- Bible
- Isaiah
- Chapter 40
- Verse 6
“The voice said, Cry. And he said, What shall I cry? All flesh is grass, and all the goodliness thereof is as the flower of the field:”
My Notes
What Does Isaiah 40:6 Mean?
A voice commands: cry. The prophet asks: what shall I cry? And the answer that comes is the most honest assessment of human existence in all of Scripture.
"The voice said, Cry" — the command comes from an unidentified voice — heavenly, authoritative, demanding proclamation. The prophet is being conscripted as a herald. The message he'll deliver isn't his own. He's a mouthpiece. The voice supplies both the command and the content.
"And he said, What shall I cry?" — the prophet's response is willingness paired with dependence. He doesn't refuse. He doesn't presume. He asks: what? Give me the words. I'll speak them, but they need to be Yours. This is the posture of every genuine prophet: ready to speak, dependent on the Speaker for the content.
"All flesh is grass" — the message is about mortality. All flesh — not some. Not the wicked. Not the old. All. Every human body, every human life, every human enterprise. Grass. The comparison is devastating in its ordinariness. Grass is the most common, most temporary, most forgettable plant. It's everywhere and it dies everywhere. That's you.
"And all the goodliness thereof is as the flower of the field" — it gets worse. The goodliness — the beauty, the attractiveness, the chesed (steadfast love or kindness) of humanity — is a wildflower. More beautiful than grass, but equally temporary. The finest thing about you — your beauty, your accomplishments, your kindness, your best qualities — wilts at the same speed as the rest.

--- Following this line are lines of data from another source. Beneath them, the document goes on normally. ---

//! Table-specific normalization of pulled rows.
//!
//! The generic pull path stays schema-less; the few places where a table
//! needs real semantics before a local write are gathered here, keyed by
//! table name:
//!
//! - `products`: a `category_id` pointing at a category this device has
//!   never seen (deleted remotely before we ever pulled it) is nulled so
//!   the optional FK does not reject the row.
//! - `expenses`: legacy category vocabulary from older app builds is
//!   remapped to the current one.
//! - `users`: the incoming `pin` is merged only when it passes the 4–6
//!   digit format check; otherwise the locally stored value is kept.

use crate::document::Document;
use crate::error::SyncResult;
use crate::store::LocalStore;
use serde_json::Value;

/// Legacy → current expense category names.
const LEGACY_EXPENSE_CATEGORIES: &[(&str, &str)] = &[
    ("misc", "other"),
    ("sundry", "other"),
    ("wage", "payroll"),
    ("stock", "inventory"),
];

/// Normalize a pulled live row in place before the local upsert.
pub fn normalize(table: &str, doc: &mut Document, local: &LocalStore) -> SyncResult<()> {
    match table {
        "products" => null_dangling_category(doc, local),
        "expenses" => {
            remap_legacy_category(doc);
            Ok(())
        }
        "users" => merge_pin(doc, local),
        _ => Ok(()),
    }
}

fn null_dangling_category(doc: &mut Document, local: &LocalStore) -> SyncResult<()> {
    let Some(category_id) = doc.get_str("category_id").map(str::to_string) else {
        return Ok(());
    };
    if !local.row_exists("categories", &category_id)? {
        tracing::debug!(
            product = doc.id().unwrap_or("?"),
            category_id,
            "Nulling dangling category reference"
        );
        doc.set("category_id", Value::Null);
    }
    Ok(())
}

fn remap_legacy_category(doc: &mut Document) {
    let Some(category) = doc.get_str("category") else {
        return;
    };
    if let Some((_, current)) = LEGACY_EXPENSE_CATEGORIES
        .iter()
        .find(|(legacy, _)| *legacy == category)
    {
        doc.set("category", Value::String((*current).to_string()));
    }
}

/// A PIN is 4–6 ASCII digits. Anything else coming from the remote is
/// treated as corrupt and the local value wins.
fn is_valid_pin(pin: &str) -> bool {
    (4..=6).contains(&pin.len()) && pin.bytes().all(|b| b.is_ascii_digit())
}

fn merge_pin(doc: &mut Document, local: &LocalStore) -> SyncResult<()> {
    let incoming_ok = doc.get_str("pin").is_some_and(is_valid_pin);
    if incoming_ok {
        return Ok(());
    }

    let local_pin = match doc.id() {
        Some(id) => local
            .fetch_row("users", id)?
            .and_then(|row| row.get_str("pin").map(str::to_string)),
        None => None,
    };
    match local_pin {
        Some(pin) => doc.set("pin", Value::String(pin)),
        None => {
            doc.remove("pin");
        }
    }
    Ok(())
}

// ── Tests ───────────────────────────────────────────────────────

#[cfg(test)]
mod tests {
    use super::*;
    use crate::testutil::{doc, store_with_schema};
    use serde_json::json;

    #[test]
    fn dangling_category_is_nulled() {
        let store = store_with_schema();
        let mut row = doc(json!({"id": "p1", "name": "Tea", "category_id": "gone"}));
        normalize("products", &mut row, &store).unwrap();
        assert!(row.is_missing_or_null("category_id"));
    }

    #[test]
    fn present_category_is_kept() {
        let store = store_with_schema();
        store
            .upsert("categories", &doc(json!({"id": "c1", "name": "Drinks"})))
            .unwrap();

        let mut row = doc(json!({"id": "p1", "name": "Tea", "category_id": "c1"}));
        normalize("products", &mut row, &store).unwrap();
        assert_eq!(row.get_str("category_id"), Some("c1"));
    }

    #[test]
    fn legacy_expense_categories_remapped() {
        let store = store_with_schema();
        let mut row = doc(json!({"id": "e1", "category": "sundry"}));
        normalize("expenses", &mut row, &store).unwrap();
        assert_eq!(row.get_str("category"), Some("other"));

        let mut current = doc(json!({"id": "e2", "category": "rent"}));
        normalize("expenses", &mut current, &store).unwrap();
        assert_eq!(current.get_str("category"), Some("rent"));
    }

    #[test]
    fn valid_incoming_pin_is_accepted() {
        let store = store_with_schema();
        store
            .upsert("users", &doc(json!({"id": "u1", "name": "Asha", "pin": "1234"})))
            .unwrap();

        let mut row = doc(json!({"id": "u1", "name": "Asha", "pin": "567890"}));
        normalize("users", &mut row, &store).unwrap();
        assert_eq!(row.get_str("pin"), Some("567890"));
    }

    #[test]
    fn malformed_pin_preserves_local_value() {
        let store = store_with_schema();
        store
            .upsert("users", &doc(json!({"id": "u1", "name": "Asha", "pin": "1234"})))
            .unwrap();

        let mut row = doc(json!({"id": "u1", "name": "Asha", "pin": "abc!"}));
        normalize("users", &mut row, &store).unwrap();
        assert_eq!(row.get_str("pin"), Some("1234"));
    }

    #[test]
    fn malformed_pin_without_local_row_is_dropped() {
        let store = store_with_schema();
        let mut row = doc(json!({"id": "u9", "name": "New", "pin": "12"}));
        normalize("users", &mut row, &store).unwrap();
        assert!(!row.contains_key("pin"));
    }

    #[test]
    fn pin_format_check() {
        assert!(is_valid_pin("1234"));
        assert!(is_valid_pin("123456"));
        assert!(!is_valid_pin("123"));
        assert!(!is_valid_pin("1234567"));
        assert!(!is_valid_pin("12a4"));
    }
}
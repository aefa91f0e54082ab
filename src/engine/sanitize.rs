//! Payload sanitizer.
//!
//! Device-local columns (cached file paths, print flags, derived hashes)
//! exist only in the device schema. Sending them upstream would be a
//! schema error on the remote, so every outbound payload passes through
//! here first.

use crate::document::Document;
use crate::engine::tables;

/// Return a copy of `doc` with the table's local-only columns removed.
pub fn sanitize(table: &str, doc: &Document) -> Document {
    let local_only = tables::local_only_columns(table);
    if local_only.is_empty() {
        return doc.clone();
    }

    let mut out = doc.clone();
    for col in local_only {
        out.remove(col);
    }
    out
}

// ── Tests ───────────────────────────────────────────────────────
//! Sync error taxonomy.
//!
//! The engine distinguishes five classes of failure with very different
//! recovery policies:
//!
//! - **Offline**: the remote is unreachable. Abort the cycle before any
//!   state changes, report "offline".
//! - **NotConfigured**: no remote credentials. Sync stays disabled until
//!   the operator reconfigures.
//! - **Unauthorized**: the remote rejected our credentials. Abort the
//!   remaining push immediately; outbox entries are kept, not failed.
//! - **ForeignKey**: an ordering problem, not a true failure. Recovered
//!   via the push retry-once and the pull deferred-retry loop.
//! - Everything else is a row-level data error: logged, attempt count
//!   incremented, the rest of the batch continues.

use thiserror::Error;

pub type SyncResult<T> = Result<T, SyncError>;

#[derive(Debug, Error)]
pub enum SyncError {
    /// Remote backend unreachable. The cycle aborts with no state change.
    #[error("remote unreachable (offline)")]
    Offline,

    /// No remote URL / API key configured. Sync is disabled until fixed.
    #[error("sync is not configured (missing remote URL or API key)")]
    NotConfigured,

    /// Remote rejected our credentials. Fatal for the current cycle.
    #[error("remote rejected credentials")]
    Unauthorized,

    /// A foreign-key constraint failed, locally or remotely.
    #[error("foreign key violation referencing table '{table}'")]
    ForeignKey { table: String },

    /// A sync cycle is already running (single-flight guard).
    #[error("a sync cycle is already in progress")]
    AlreadyRunning,

    /// A payload without a usable primary key cannot be applied anywhere.
    #[error("row for table '{table}' has no primary key")]
    MissingId { table: String },

    #[error("local store error: {0}")]
    Store(#[from] rusqlite::Error),

    #[error("payload error: {0}")]
    Payload(#[from] serde_json::Error),

    /// Generic remote-side failure (non-auth, non-FK).
    #[error("remote error: {0}")]
    Remote(String),
}

impl SyncError {
    /// Whether this error must abort the whole cycle rather than just the
    /// row that produced it.
    pub fn is_fatal(&self) -> bool {
        matches!(
            self,
            SyncError::Offline | SyncError::NotConfigured | SyncError::Unauthorized
        )
    }
}

// ── Tests ───────────────────────────────────────────────────────

#[cfg(test)]
mod tests {
    use super::*;

    #[test]
    fn fatal_classification() {
        assert!(SyncError::Offline.is_fatal());
        assert!(SyncError::NotConfigured.is_fatal());
        assert!(SyncError::Unauthorized.is_fatal());
        assert!(!SyncError::ForeignKey {
            table: "users".into()
        }
        .is_fatal());
        assert!(!SyncError::Remote("boom".into()).is_fatal());
    }

    #[test]
    fn display_names_referenced_table() {
        let err = SyncError::ForeignKey {
            table: "categories".into(),
        };
        assert!(err.to_string().contains("categories"));
    }
}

The next verse explains why: "The grass withereth, the flower fadeth: because the spirit of the LORD bloweth upon it." God's breath is what dries the grass. Human transience isn't an accident. It's built into the system by the One who made it. But the passage doesn't end in despair. Verse 8 pivots: "The grass withereth, the flower fadeth: but the word of our God shall stand for ever." Everything human passes. Everything divine endures.
Reflection Questions
- 1.How does the comparison of all flesh to grass land with you — comforting, humbling, or unsettling?
- 2.What 'goodliness' in your life — beauty, talent, achievement — are you treating as permanent when it's actually a wildflower?

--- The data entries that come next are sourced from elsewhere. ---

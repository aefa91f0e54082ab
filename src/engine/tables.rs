//! Declared catalog of synced tables.
//!
//! Foreign-key dependency order, local-only columns, FK parent links and
//! timestamp invariants all live here as one reviewable artifact instead
//! of being scattered through the push/pull paths. Parents appear before
//! children; both engines iterate this order.

/// Synced tables, parents first. The pull engine walks this order; the
/// push engine stable-sorts outbox entries by position in it.
pub const SYNC_TABLES: &[&str] = &[
    "users",
    "categories",
    "products",
    "expenses",
    "settlements",
    "carts",
    "cart_items",
];

/// Foreign-key links: (child table, fk column, parent table).
///
/// Drives two things: recovering a missing parent during push, and
/// knowing which column to inspect when normalizing a pulled row.
pub const FK_LINKS: &[(&str, &str, &str)] = &[
    ("products", "category_id", "categories"),
    ("expenses", "user_id", "users"),
    ("settlements", "user_id", "users"),
    ("carts", "user_id", "users"),
    ("cart_items", "cart_id", "carts"),
    ("cart_items", "product_id", "products"),
];

/// Device-local columns that must never reach the remote schema.
pub const LOCAL_ONLY_COLUMNS: &[(&str, &[&str])] = &[
    ("products", &["local_image_path", "needs_label_print"]),
    ("carts", &["is_open_locally"]),
    ("users", &["cached_pin_hash"]),
];

/// Tables whose rows must carry both the numeric epoch and the ISO
/// timestamp. Push backfills missing stamps before sending.
pub const TIMESTAMP_PAIR_TABLES: &[&str] = &["carts", "settlements"];

/// Dependency rank of a table; unknown tables sort after all known ones
/// and keep their relative order (the push sort is stable).
pub fn rank(table: &str) -> usize {
    SYNC_TABLES
        .iter()
        .position(|t| *t == table)
        .unwrap_or(SYNC_TABLES.len())
}

/// The FK column on `child` that references `parent`, if declared.
pub fn fk_column_for(child: &str, parent: &str) -> Option<&'static str> {
    FK_LINKS
        .iter()
        .find(|(c, _, p)| *c == child && *p == parent)
        .map(|(_, col, _)| *col)
}

/// All FK links outgoing from `child`.
pub fn fk_links_of(child: &str) -> impl Iterator<Item = (&'static str, &'static str)> + '_ {
    FK_LINKS
        .iter()
        .filter(move |(c, _, _)| *c == child)
        .map(|(_, col, parent)| (*col, *parent))
}

/// Local-only columns of a table (empty for most).
pub fn local_only_columns(table: &str) -> &'static [&'static str] {
    LOCAL_ONLY_COLUMNS
        .iter()
        .find(|(t, _)| *t == table)
        .map(|(_, cols)| *cols)
        .unwrap_or(&[])
}

pub fn requires_timestamp_pair(table: &str) -> bool {
    TIMESTAMP_PAIR_TABLES.contains(&table)
}

// ── Tests ───────────────────────────────────────────────────────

- 3.What are you building on: things made of grass (human effort, appearance, accomplishment) or the word that stands forever?
- 4.How does the contrast between fading flesh and enduring word reshape what you invest your time and energy in?
Devotional
You are grass. That's not an insult. It's a fact. Every human body, every human accomplishment, every human beauty is temporary. The person you see in the mirror is wilting. The career you're building is fading. The strength you're relying on has an expiration date. All flesh is grass, and the prettiest grass is still grass.
The flower is the cruelest comparison. The goodliness — your best qualities, your most attractive traits, the things people admire about you — are wildflowers. Gorgeous for a day. Gone by evening. The thing that makes people notice you is the thing that will wither first. Youth fades. Beauty fades. Even kindness, in its human form, is seasonal. The flower of the field doesn't last.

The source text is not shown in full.